In an emergency, like the crisis in Afghanistan, it is common to have a rapid increase in the number of people experiencing distress, including being scared, confused, overwhelmed, uncertain, angry, and sad. Psychological First Aid (PFA) is an evidence-based intervention designed to help mitigate psychological distress and to facilitate coping and functioning in the immediate aftermath of disasters and other tragic events. PFA is not counseling or therapy and anyone in any sector can provide PFA. This webinar will review the basic principles of PFA, with special consideration given to supporting clients affected by the crisis in Afghanistan. Adaptations to meet the needs of blended or remote service delivery will also be discussed.
Is this webinar for me?
This introductory webinar is designed for refugee service providers whose responsibilities including supporting clients who may experience distress. The training will be most relevant for those who have limited or no experience providing psychological first aid. Refugee service providers who have experience in PFA but who would like suggestions for applying PFA given current events may also wish to participate. This webinar is not intended to serve as a comprehensive training on the topic of psychological first aid.
Why should I participate?
After participating in this 90-minute session, you will be able to:
- Recognize the importance of cultural awareness in supporting Afghan evacuees;
- Describe the goals and purpose of psychological first aid (PFA); and
- Apply the Five Basic Principles of PFA and Four Core Actions of PFA to support clients who may be distressed.

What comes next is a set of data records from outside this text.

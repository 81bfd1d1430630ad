//! Rendering module
//!
//! Read-only extraction of draw data from the simulation plus CPU-side quad
//! building. GPU upload and text drawing are left to the host.

pub mod frame;
pub mod shapes;
pub mod vertex;

pub use frame::{Banner, Camera, RenderFrame, SpriteCell, SpritePose, TextureSlot, TileDraw, extract};
pub use shapes::{frame_batches, quad, sprite_vertices, tile_uv, tilemap_vertices};
pub use vertex::TexturedVertex;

- Beth Farmer is Director for Safety, Education, and Wellness at the IRC. Beth is a Licensed Clinical Social Worker with extensive experience serving displaced and marginalized individuals, families, and communities. She helped develop the Refugee Health Screener-15 and the Pathways to Wellness Adjustment Curriculum, and served on the working group that updated the Centers for Disease Control domestic mental health guidelines for refugees. Beth has developed and directed a number of programs designed to help people heal and thrive.
- Maliha Mirza is a Behavioral Health Social Worker at HealthPoint with more than a decade of experience engaging with diverse populations including Medicaid recipients, recent immigrants and refugees, African American, Asian, and Hispanic communities as well as asylum seekers. As a representative of Refugees Northwest, Maliha was actively engaged in recruiting and supporting outside organizations to ensure a continuum of care for clients most in need, and she was the referral coordinator as well as practicum instructor.
- Dr. Omar Reda is a Board-Certified Psychiatrist and Founder of Project Untangled Model of Care. He is a Harvard-trained trauma expert, with extensive experience working with refugees and other traumatized individuals, families, and communities in many parts of the world.